#### [PROBLEM TO SOLVE]
What lines in the records below hold the string "TokenValidator"? Please show them.

#### [RECORDS FOR THE TASK]
*** Block opens ***

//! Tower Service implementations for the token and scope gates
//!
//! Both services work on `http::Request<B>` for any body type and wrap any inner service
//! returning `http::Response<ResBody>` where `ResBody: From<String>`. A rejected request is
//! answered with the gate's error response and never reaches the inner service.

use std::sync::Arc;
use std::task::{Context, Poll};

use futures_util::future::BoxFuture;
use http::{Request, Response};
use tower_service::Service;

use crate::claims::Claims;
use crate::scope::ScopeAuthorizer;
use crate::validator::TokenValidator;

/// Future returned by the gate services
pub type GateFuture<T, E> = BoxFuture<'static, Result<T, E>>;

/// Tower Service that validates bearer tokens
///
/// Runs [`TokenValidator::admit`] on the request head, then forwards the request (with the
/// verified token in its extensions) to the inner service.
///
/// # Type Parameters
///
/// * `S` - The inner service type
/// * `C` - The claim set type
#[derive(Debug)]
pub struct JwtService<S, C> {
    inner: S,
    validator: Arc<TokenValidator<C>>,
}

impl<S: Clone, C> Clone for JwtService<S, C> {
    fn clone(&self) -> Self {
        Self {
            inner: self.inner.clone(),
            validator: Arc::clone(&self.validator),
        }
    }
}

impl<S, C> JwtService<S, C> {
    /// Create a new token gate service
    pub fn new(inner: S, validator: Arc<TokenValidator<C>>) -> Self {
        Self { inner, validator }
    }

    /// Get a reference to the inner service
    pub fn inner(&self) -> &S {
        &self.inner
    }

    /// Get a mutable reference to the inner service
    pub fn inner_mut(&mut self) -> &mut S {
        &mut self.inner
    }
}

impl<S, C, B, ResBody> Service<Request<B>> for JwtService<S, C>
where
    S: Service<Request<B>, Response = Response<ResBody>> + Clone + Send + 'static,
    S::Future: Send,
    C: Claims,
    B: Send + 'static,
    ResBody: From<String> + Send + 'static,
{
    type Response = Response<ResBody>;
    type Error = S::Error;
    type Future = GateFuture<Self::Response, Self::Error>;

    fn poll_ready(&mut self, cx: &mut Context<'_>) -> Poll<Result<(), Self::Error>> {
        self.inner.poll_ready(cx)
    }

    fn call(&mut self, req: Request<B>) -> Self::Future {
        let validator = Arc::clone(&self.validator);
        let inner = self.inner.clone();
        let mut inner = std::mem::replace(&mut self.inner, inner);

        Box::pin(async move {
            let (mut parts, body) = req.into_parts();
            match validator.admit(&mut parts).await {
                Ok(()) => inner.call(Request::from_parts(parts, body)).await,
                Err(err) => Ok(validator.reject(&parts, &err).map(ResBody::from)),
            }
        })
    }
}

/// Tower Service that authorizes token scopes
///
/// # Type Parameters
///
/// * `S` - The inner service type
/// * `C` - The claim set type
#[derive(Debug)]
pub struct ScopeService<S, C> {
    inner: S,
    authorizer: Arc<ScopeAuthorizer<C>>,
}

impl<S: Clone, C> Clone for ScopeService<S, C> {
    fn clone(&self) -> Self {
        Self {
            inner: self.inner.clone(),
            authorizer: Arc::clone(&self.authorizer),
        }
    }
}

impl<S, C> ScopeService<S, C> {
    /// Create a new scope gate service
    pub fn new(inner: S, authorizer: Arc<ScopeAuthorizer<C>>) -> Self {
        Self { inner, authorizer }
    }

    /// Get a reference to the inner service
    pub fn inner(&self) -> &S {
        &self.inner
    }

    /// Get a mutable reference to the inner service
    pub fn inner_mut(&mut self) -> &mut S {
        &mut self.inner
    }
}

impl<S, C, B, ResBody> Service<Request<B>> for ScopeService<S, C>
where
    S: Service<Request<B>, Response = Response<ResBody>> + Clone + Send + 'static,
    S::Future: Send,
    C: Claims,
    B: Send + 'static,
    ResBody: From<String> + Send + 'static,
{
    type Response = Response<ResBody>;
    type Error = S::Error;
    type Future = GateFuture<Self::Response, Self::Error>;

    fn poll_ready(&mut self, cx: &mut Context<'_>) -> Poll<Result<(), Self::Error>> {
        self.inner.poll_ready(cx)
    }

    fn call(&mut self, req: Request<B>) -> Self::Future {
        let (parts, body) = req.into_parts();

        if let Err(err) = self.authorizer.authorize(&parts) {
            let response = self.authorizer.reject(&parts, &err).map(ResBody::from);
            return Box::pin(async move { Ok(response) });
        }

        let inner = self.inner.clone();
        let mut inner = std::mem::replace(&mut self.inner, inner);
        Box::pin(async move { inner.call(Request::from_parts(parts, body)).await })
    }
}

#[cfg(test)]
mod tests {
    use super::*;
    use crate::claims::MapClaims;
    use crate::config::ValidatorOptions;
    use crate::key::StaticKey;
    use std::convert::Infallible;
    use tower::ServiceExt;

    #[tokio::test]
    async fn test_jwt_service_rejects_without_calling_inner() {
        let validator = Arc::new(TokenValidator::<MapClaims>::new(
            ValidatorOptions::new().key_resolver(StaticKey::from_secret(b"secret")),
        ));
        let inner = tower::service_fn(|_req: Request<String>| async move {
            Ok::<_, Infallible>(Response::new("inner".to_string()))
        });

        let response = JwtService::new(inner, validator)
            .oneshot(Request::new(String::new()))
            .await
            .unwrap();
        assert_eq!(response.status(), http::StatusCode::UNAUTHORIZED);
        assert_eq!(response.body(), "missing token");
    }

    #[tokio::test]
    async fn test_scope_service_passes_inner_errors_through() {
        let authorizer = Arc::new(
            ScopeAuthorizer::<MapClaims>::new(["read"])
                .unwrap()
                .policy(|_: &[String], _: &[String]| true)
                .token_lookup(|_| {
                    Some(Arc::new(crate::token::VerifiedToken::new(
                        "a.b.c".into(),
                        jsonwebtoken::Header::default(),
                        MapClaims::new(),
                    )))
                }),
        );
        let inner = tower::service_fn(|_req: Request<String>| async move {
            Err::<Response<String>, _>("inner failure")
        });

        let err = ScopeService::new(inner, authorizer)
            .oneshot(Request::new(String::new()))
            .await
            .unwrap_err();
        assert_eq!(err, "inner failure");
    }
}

*** Block closes ***

#### [SOLUTION FOR THIS TASK]
use crate::validator::TokenValidator;
/// Runs [`TokenValidator::admit`] on the request head, then forwards the request (with the
    validator: Arc<TokenValidator<C>>,
    pub fn new(inner: S, validator: Arc<TokenValidator<C>>) -> Self {
        let validator = Arc::new(TokenValidator::<MapClaims>::new(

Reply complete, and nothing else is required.